Now, in addition to integration into the Solution Explorer, we also have integration into the schema view, so that I can drill down and confirm that, sure enough, cell phone has been added. I also have a phone field here, and I'm a little concerned that that will be confusing to people, to have a cell phone and a phone. So let's change phone to work phone. I can use database refactoring, the same feature that we have today in Database Professional, on DB2, to very easily change that to work phone.

And that will go through all of my code, find all the places that need to be changed, and change it, provide me a preview pane, where I can review the changes that need to be made. There's the schema change, here's changes to my stored procedures, it will find my strongly typed data sets and update those. And when I'm happy, when I've reviewed it, I can simply say apply, and I'm done.

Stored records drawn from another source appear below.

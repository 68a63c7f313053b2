use {
    crate::{
        channel::{Channel, Direction, PrimitiveKind},
        error::{invalid_literal, missing_version, Result},
        Serialize,
    },
    core::mem,
};

const CLASS_VERSION_LABEL: &str = "class-version";
const CLASS_NAME_LABEL: &str = "class_name";

/// Transfer a class name and version as one `name-version` tag.
///
/// Serializing in overwrites both from the tag and splits it at the last
/// `-`, so names may themselves contain dashes. Returns the version.
pub fn serialize_class_version<C>(channel: &mut C, name: &mut String, version: &mut f32) -> Result<f32>
where
    C: Channel + ?Sized,
{
    let mut tag = match channel.direction() {
        Direction::Out => format!("{name}-{version}"),
        Direction::In => String::new(),
    };
    tag.serialize(channel, CLASS_VERSION_LABEL)?;
    if channel.direction() == Direction::In {
        let (tag_name, tag_version) = tag
            .rsplit_once('-')
            .ok_or_else(|| missing_version(&tag))?;
        *version = tag_version
            .parse()
            .map_err(|_| invalid_literal(tag_version, PrimitiveKind::F32))?;
        *name = tag_name.to_owned();
    }
    Ok(*version)
}

/// Transfer a bare class name.
pub fn serialize_class_name<C>(channel: &mut C, name: &mut String) -> Result<()>
where
    C: Channel + ?Sized,
{
    let mut tag = mem::take(name);
    let result = tag.serialize(channel, CLASS_NAME_LABEL);
    *name = tag;
    result
}
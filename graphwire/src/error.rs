//! Error types and helpers.
use {
    crate::channel::{Direction, PrimitiveKind},
    core::{str::Utf8Error, time::Duration},
    std::io,
    thiserror::Error,
};

/// Coarse classification of an [`Error`].
///
/// Callers that want to recover (retry with a fresh deadline, reconnect a
/// transport, give up on a malformed package) match on this rather than on
/// individual variants.
#[derive(Debug, Clone, Copy, PartialEq, Eq, Hash)]
pub enum ErrorKind {
    /// No data or capacity yet. The stream layer reports this as a 0-length
    /// result; it only surfaces as an error when a raw transport error of
    /// that kind is converted.
    WouldBlock,
    /// The byte stream or the call sequence does not follow the protocol.
    ProtocolViolation,
    /// The transport or the readiness wait failed.
    TransportFault,
    /// A blocking-style helper ran out of time.
    Timeout,
}

#[derive(Error, Debug)]
pub enum Error {
    #[error("{operation} would block")]
    WouldBlock { operation: &'static str },
    #[error("Channel already opened (offset {offset})")]
    AlreadyOpen { offset: u64 },
    #[error("Channel already closed (offset {offset})")]
    AlreadyClosed { offset: u64 },
    #[error("Channel is not open while serializing {label:?}; call open() first (offset {offset})")]
    NotOpen { label: String, offset: u64 },
    #[error("Pointer target {label:?} is not null but the serialized handle is (offset {offset})")]
    NonNullTarget { label: String, offset: u64 },
    #[error("Expected {expected:?}, found {found:?} (offset {offset})")]
    UnexpectedToken {
        expected: String,
        found: String,
        offset: u64,
    },
    #[error("No delimiter within entire buffer size of {capacity} bytes")]
    DelimiterNotFound { capacity: usize },
    #[error("Delimiters must not be empty")]
    EmptyDelimiter,
    #[error("Type name required when serializing out")]
    MissingTypeName,
    #[error("{format} only serializes {supported}")]
    UnsupportedDirection {
        format: &'static str,
        supported: Direction,
    },
    #[error("Stream ended during {operation} (offset {offset})")]
    UnexpectedEof { operation: &'static str, offset: u64 },
    #[error("Pointer with handle {handle} is reached again while its target is being serialized (offset {offset})")]
    CycleDetected { handle: u64, offset: u64 },
    #[error("Nesting exceeded the limit of {limit} composites (offset {offset})")]
    RecursionLimit { limit: usize, offset: u64 },
    #[error("Handle {handle} is registered with a type other than {expected}")]
    HandleTypeMismatch { handle: u64, expected: &'static str },
    #[error("Expected {expected} elements for {label:?}, transferred {found}")]
    CountMismatch {
        label: String,
        expected: usize,
        found: usize,
    },
    #[error("Invalid bool encoding: {0}")]
    InvalidBoolEncoding(u8),
    #[error("Invalid char encoding: {0:#x}")]
    InvalidCharEncoding(u32),
    #[error("Invalid tag encoding: {0}")]
    InvalidTagEncoding(i64),
    #[error(transparent)]
    InvalidUtf8Encoding(#[from] Utf8Error),
    #[error("Could not cast integer type to pointer sized type")]
    PointerSizedDecodeError,
    #[error("Could not parse {text:?} as {kind}")]
    InvalidLiteral { text: String, kind: PrimitiveKind },
    #[error(
        "Encoded sequence length exceeded preallocation limit of {limit} bytes (needed {needed} \
         bytes)"
    )]
    PreallocationSizeLimit { needed: usize, limit: usize },
    #[error("Buffer capacity {capacity} cannot hold {unread} unread bytes")]
    BufferTooSmall { capacity: usize, unread: usize },
    #[error("Invalid option {name:?}: {reason}")]
    InvalidOption { name: String, reason: String },
    #[error("Class tag {0:?} has no version suffix")]
    MissingVersion(String),
    #[error("Transport fault during {operation}: {source}")]
    Transport {
        operation: &'static str,
        #[source]
        source: io::Error,
    },
    #[error("Readiness wait failed: {0}")]
    Multiplex(#[source] nix::errno::Errno),
    #[error("Invalid handle {fd}")]
    InvalidHandle { fd: i32 },
    #[error("Stream {resource:?} faulted earlier")]
    Faulted { resource: String },
    #[error("{operation} timed out after {timeout:?}")]
    Timeout {
        operation: &'static str,
        timeout: Duration,
    },
}

impl Error {
    pub fn kind(&self) -> ErrorKind {
        match self {
            Error::WouldBlock { .. } => ErrorKind::WouldBlock,
            Error::Transport { .. }
            | Error::Multiplex(_)
            | Error::InvalidHandle { .. }
            | Error::Faulted { .. } => ErrorKind::TransportFault,
            Error::Timeout { .. } => ErrorKind::Timeout,
            _ => ErrorKind::ProtocolViolation,
        }
    }
}

pub type Result<T> = core::result::Result<T, Error>;

#[cold]
pub const fn already_open(offset: u64) -> Error {
    Error::AlreadyOpen { offset }
}

#[cold]
pub const fn already_closed(offset: u64) -> Error {
    Error::AlreadyClosed { offset }
}

#[cold]
pub fn not_open(label: &str, offset: u64) -> Error {
    Error::NotOpen {
        label: label.to_owned(),
        offset,
    }
}

#[cold]
pub fn non_null_target(label: &str, offset: u64) -> Error {
    Error::NonNullTarget {
        label: label.to_owned(),
        offset,
    }
}

#[cold]
pub fn unexpected_token(expected: &str, found: &[u8], offset: u64) -> Error {
    Error::UnexpectedToken {
        expected: expected.to_owned(),
        found: String::from_utf8_lossy(found).into_owned(),
        offset,
    }
}

#[cold]
pub const fn delimiter_not_found(capacity: usize) -> Error {
    Error::DelimiterNotFound { capacity }
}

#[cold]
pub const fn empty_delimiter() -> Error {
    Error::EmptyDelimiter
}

#[cold]
pub const fn missing_type_name() -> Error {
    Error::MissingTypeName
}

#[cold]
pub const fn unsupported_direction(format: &'static str, supported: Direction) -> Error {
    Error::UnsupportedDirection { format, supported }
}

#[cold]
pub const fn unexpected_eof(operation: &'static str, offset: u64) -> Error {
    Error::UnexpectedEof { operation, offset }
}

#[cold]
pub const fn cycle_detected(handle: u64, offset: u64) -> Error {
    Error::CycleDetected { handle, offset }
}

#[cold]
pub const fn recursion_limit(limit: usize, offset: u64) -> Error {
    Error::RecursionLimit { limit, offset }
}

#[cold]
pub const fn handle_type_mismatch(handle: u64, expected: &'static str) -> Error {
    Error::HandleTypeMismatch { handle, expected }
}

#[cold]
pub fn count_mismatch(label: &str, expected: usize, found: usize) -> Error {
    Error::CountMismatch {
        label: label.to_owned(),
        expected,
        found,
    }
}

#[cold]
pub const fn invalid_bool_encoding(byte: u8) -> Error {
    Error::InvalidBoolEncoding(byte)
}

#[cold]
pub const fn invalid_char_encoding(value: u32) -> Error {
    Error::InvalidCharEncoding(value)
}

#[cold]
pub const fn invalid_tag_encoding(tag: i64) -> Error {
    Error::InvalidTagEncoding(tag)
}

#[cold]
pub const fn invalid_utf8_encoding(error: Utf8Error) -> Error {
    Error::InvalidUtf8Encoding(error)
}

#[cold]
pub const fn pointer_sized_decode_error() -> Error {
    Error::PointerSizedDecodeError
}

#[cold]
pub fn invalid_literal(text: &str, kind: PrimitiveKind) -> Error {
    Error::InvalidLiteral {
        text: text.to_owned(),
        kind,
    }
}

#[cold]
pub const fn preallocation_size_limit(needed: usize, limit: usize) -> Error {
    Error::PreallocationSizeLimit { needed, limit }
}

#[cold]
pub const fn buffer_too_small(capacity: usize, unread: usize) -> Error {
    Error::BufferTooSmall { capacity, unread }
}

#[cold]
pub fn invalid_option(name: &str, reason: impl Into<String>) -> Error {
    Error::InvalidOption {
        name: name.to_owned(),
        reason: reason.into(),
    }
}

#[cold]
pub fn missing_version(tag: &str) -> Error {
    Error::MissingVersion(tag.to_owned())
}

/// Wrap a transport error. Would-block errors keep their own kind.
#[cold]
pub fn transport_fault(operation: &'static str, source: io::Error) -> Error {
    if source.kind() == io::ErrorKind::WouldBlock {
        return Error::WouldBlock { operation };
    }
    Error::Transport { operation, source }
}

#[cold]
pub const fn multiplex_fault(errno: nix::errno::Errno) -> Error {
    Error::Multiplex(errno)
}

#[cold]
pub const fn invalid_handle(fd: i32) -> Error {
    Error::InvalidHandle { fd }
}

#[cold]
pub fn faulted(resource: &str) -> Error {
    Error::Faulted {
        resource: resource.to_owned(),
    }
}

#[cold]
pub const fn timeout(operation: &'static str, timeout: Duration) -> Error {
    Error::Timeout { operation, timeout }
}
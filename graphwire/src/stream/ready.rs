//! Readiness multiplexing over file descriptors.
use {
    crate::error::{invalid_handle, multiplex_fault, Result},
    core::time::Duration,
    nix::{
        errno::Errno,
        poll::{poll, PollFd, PollFlags, PollTimeout},
    },
    std::{
        os::fd::{AsRawFd, BorrowedFd},
        time::Instant,
    },
    tracing::trace,
};

/// Which direction of readiness to wait for.
#[derive(Debug, Clone, Copy, PartialEq, Eq, Hash)]
pub enum Interest {
    Read,
    Write,
}

impl Interest {
    fn poll_flags(self) -> PollFlags {
        match self {
            Interest::Read => PollFlags::POLLIN,
            Interest::Write => PollFlags::POLLOUT,
        }
    }
}

/// Wait until at least one of `handles` is ready for `interest`, or until
/// `timeout` elapses.
///
/// Returns the indices (into `handles`) of every ready handle, or an empty
/// vector once the timeout has expired. A zero timeout polls once without
/// waiting. Interrupted waits are retried with the remaining time. A handle
/// the kernel reports as invalid raises [`Error::InvalidHandle`](crate::Error::InvalidHandle).
///
/// Hang-up and error conditions count as ready: the following read or write
/// on that handle reports end-of-stream or the fault itself.
pub fn wait_ready(
    timeout: Duration,
    handles: &[BorrowedFd<'_>],
    interest: Interest,
) -> Result<Vec<usize>> {
    let events = interest.poll_flags();
    let mut fds: Vec<PollFd<'_>> = handles.iter().map(|fd| PollFd::new(*fd, events)).collect();
    let deadline = Instant::now().checked_add(timeout);

    loop {
        let remaining = deadline.map_or(Duration::MAX, |deadline| {
            deadline.saturating_duration_since(Instant::now())
        });
        match poll(&mut fds, poll_timeout(remaining)) {
            Ok(0) => {
                if deadline.is_some_and(|deadline| Instant::now() >= deadline) {
                    return Ok(Vec::new());
                }
                // The wait was capped to one slice or woke early; wait out the rest.
            }
            Ok(_) => return collect_ready(&fds, handles, events),
            Err(Errno::EINTR) => {
                trace!(?remaining, "readiness wait interrupted, retrying");
            }
            Err(errno) => return Err(multiplex_fault(errno)),
        }
    }
}

/// Convert the remaining time to one poll slice in whole milliseconds,
/// rounding up so sub-millisecond remainders still wait.
fn poll_timeout(remaining: Duration) -> PollTimeout {
    let millis = remaining.as_micros().div_ceil(1000);
    PollTimeout::from(u16::try_from(millis).unwrap_or(u16::MAX))
}

fn collect_ready(
    fds: &[PollFd<'_>],
    handles: &[BorrowedFd<'_>],
    events: PollFlags,
) -> Result<Vec<usize>> {
    let wanted = events | PollFlags::POLLERR | PollFlags::POLLHUP;
    let mut ready = Vec::new();
    for (index, (fd, handle)) in fds.iter().zip(handles).enumerate() {
        let revents = fd.revents().unwrap_or(PollFlags::empty());
        if revents.contains(PollFlags::POLLNVAL) {
            return Err(invalid_handle(handle.as_raw_fd()));
        }
        if revents.intersects(wanted) {
            ready.push(index);
        }
    }
    Ok(ready)
}
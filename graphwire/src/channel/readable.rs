use {
    super::{short_type_name, Channel, ChannelState, Direction, MetaType, Primitive, PrimitiveKind},
    crate::{
        config::Config,
        error::{missing_type_name, unsupported_direction, Result},
        stream::{BufferedStream, Transport},
    },
    core::fmt::Write as _,
};

const INDENT: &str = "    ";

/// Indented dump for people, not parsers.
///
/// ```text
/// package Node
/// object (Node) {
///     id: 7
///     name: "abc"
///     tags (Vec<String>) [
///         count: 2
///         member: "x"
///         member: "y"
///     ]
/// }
/// ```
///
/// Serializing out only.
#[derive(Debug)]
pub struct ReadableChannel<'a, T> {
    stream: &'a mut BufferedStream<T>,
    state: ChannelState,
    level: usize,
    closers: Vec<&'static str>,
}

impl<'a, T: Transport> ReadableChannel<'a, T> {
    pub fn new(stream: &'a mut BufferedStream<T>, direction: Direction) -> Result<Self> {
        Self::with_config(stream, direction, &Config::default())
    }

    pub fn with_config(
        stream: &'a mut BufferedStream<T>,
        direction: Direction,
        config: &Config,
    ) -> Result<Self> {
        if direction != Direction::Out {
            return Err(unsupported_direction("ReadableChannel", Direction::Out));
        }
        Ok(Self {
            stream,
            state: ChannelState::with_config(direction, config),
            level: 0,
            closers: Vec::new(),
        })
    }

    fn write_line(&mut self, line: &str) -> Result<()> {
        let mut out = INDENT.repeat(self.level);
        out.push_str(line);
        out.push('\n');
        self.stream.write_str(&out)?;
        self.state.advance(out.len());
        Ok(())
    }

    fn serialize_primitive<P: Primitive>(&mut self, items: &mut [P], label: &str) -> Result<usize> {
        let mut line = format!("{label}: ");
        if P::KIND == PrimitiveKind::Char && items.len() > 1 {
            let text: String = items.iter().map(|c| c.to_string()).collect();
            let _ = write!(line, "{text:?}");
        } else {
            if items.len() != 1 {
                line.push('[');
            }
            for (index, item) in items.iter().enumerate() {
                if index > 0 {
                    line.push_str(", ");
                }
                if P::KIND == PrimitiveKind::Char {
                    let _ = write!(line, "'{}'", item.to_string().escape_debug());
                } else {
                    let _ = write!(line, "{item}");
                }
            }
            if items.len() != 1 {
                line.push(']');
            }
        }
        self.write_line(&line)?;
        Ok(items.len())
    }
}

impl<T: Transport> Channel for ReadableChannel<'_, T> {
    #[inline]
    fn state(&self) -> &ChannelState {
        &self.state
    }

    #[inline]
    fn state_mut(&mut self) -> &mut ChannelState {
        &mut self.state
    }

    fn open_package(&mut self, type_name: Option<&str>) -> Result<String> {
        let name = type_name.ok_or_else(missing_type_name)?;
        self.level = 0;
        self.closers.clear();
        self.write_line(&format!("package {name}"))?;
        Ok(name.to_owned())
    }

    fn close_package(&mut self) -> Result<()> {
        self.stream.flush()
    }

    fn start_of_class(&mut self, type_name: &str, label: &str) -> Result<()> {
        let (open, close) = match self.meta_type(type_name) {
            meta if meta.is_listlike() => ("[", "]"),
            MetaType::Pair => ("(", ")"),
            _ => ("{", "}"),
        };
        self.write_line(&format!("{label} ({}) {open}", short_type_name(type_name)))?;
        self.closers.push(close);
        self.level += 1;
        Ok(())
    }

    fn end_of_class(&mut self, _type_name: &str, _label: &str) -> Result<()> {
        self.level = self.level.saturating_sub(1);
        let close = self.closers.pop().unwrap_or("}");
        self.write_line(close)
    }

    crate::forward_primitives!(serialize_primitive);

    fn serialize_bytes(&mut self, bytes: &mut Vec<u8>, label: &str) -> Result<usize> {
        let line = match core::str::from_utf8(bytes) {
            Ok(text) => format!("{label}: {text:?}"),
            Err(_) => format!("{label}: b\"{}\"", bytes.escape_ascii()),
        };
        self.write_line(&line)?;
        Ok(bytes.len())
    }
}

#[cfg(test)]
mod tests {
    use {
        super::*,
        crate::{error::Error, stream::MemoryTransport},
    };

    #[test]
    fn input_is_unsupported() {
        let mut stream = BufferedStream::new(MemoryTransport::new());
        assert!(matches!(
            ReadableChannel::new(&mut stream, Direction::In),
            Err(Error::UnsupportedDirection { supported: Direction::Out, .. })
        ));
    }

    #[test]
    fn nested_classes_indent() {
        let mut stream = BufferedStream::new(MemoryTransport::new());
        let mut channel = ReadableChannel::new(&mut stream, Direction::Out).unwrap();
        channel.open(Some("Node")).unwrap();
        channel.start_of_class("app::Node", "object").unwrap();
        channel.serialize_u32(&mut [7], "id").unwrap();
        channel.serialize_bytes(&mut b"abc".to_vec(), "name").unwrap();
        channel.start_of_class("alloc::vec::Vec<u8>", "raw").unwrap();
        channel.serialize_u8(&mut [1, 2], "member").unwrap();
        channel.end_of_class("alloc::vec::Vec<u8>", "raw").unwrap();
        channel.serialize_char(&mut ['h', 'i'], "word").unwrap();
        channel.serialize_bytes(&mut vec![0xff, b'a'], "blob").unwrap();
        channel.end_of_class("app::Node", "object").unwrap();
        channel.close().unwrap();
        let text = String::from_utf8(stream.into_inner().into_bytes()).unwrap();
        assert_eq!(
            text,
            "package Node\n\
             object (Node) {\n\
             \x20   id: 7\n\
             \x20   name: \"abc\"\n\
             \x20   raw (Vec<u8>) [\n\
             \x20       member: [1, 2]\n\
             \x20   ]\n\
             \x20   word: \"hi\"\n\
             \x20   blob: b\"\\xffa\"\n\
             }\n"
        );
    }
}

So my application has now been updated. Let's go back to the layer diagram, and let's confirm that I've fixed the architectural problem that I had before. I'm going to rerun the validation, and sure enough, I no longer have an architecture violation showing a bad dependency.

Now, I showed you that I can manually validate this, but wouldn't it be nice if I never got the problem in the first place. So another feature is the ability to create a check in policy associated with architectural validation, so that I can actually validate it before the code ever gets checked into the system, and avoid creating spaghetti code in the first place.

Let's go back one more time and look at sorry. I'm going to show you one more view for looking at your application dependencies. This is a nice summary view that allows me to see all of the dependencies in my application, and here I've got my customer card class, and we can now see that it only has one dependency, and that dependency is on the customer service client, instead of on the data helper. So that's good. And just to complete it we'll go back to the original view, and show that I now have all of my client and all of my server separated with no cross-dependencies, other than the Web service dependencies.

So what I've showed you is that you can take an application that you've never worked on before. You can use the modeling tool to parse that application, and show you a visual representation of it. You can then go in and understand how that application compares to the architecture as it was designed. And you can make your changes and validate that your changes conform to your design.

I've also showed you that you can use our database professional tools against a DB2 database without leaving Visual Studio. So you no longer have to manage two IDE environments for doing your application development. This is a big step forward. And further, as we go forward, we're making a lot more investments in the modeling space. This is just step one in a wave of modeling products that we're doing that you might have heard is something code named Oslo. It represents a set of investments both in modeling tools, and in a new modeling language for describing models, and in a modeling repository for being able to store models and manipulate them.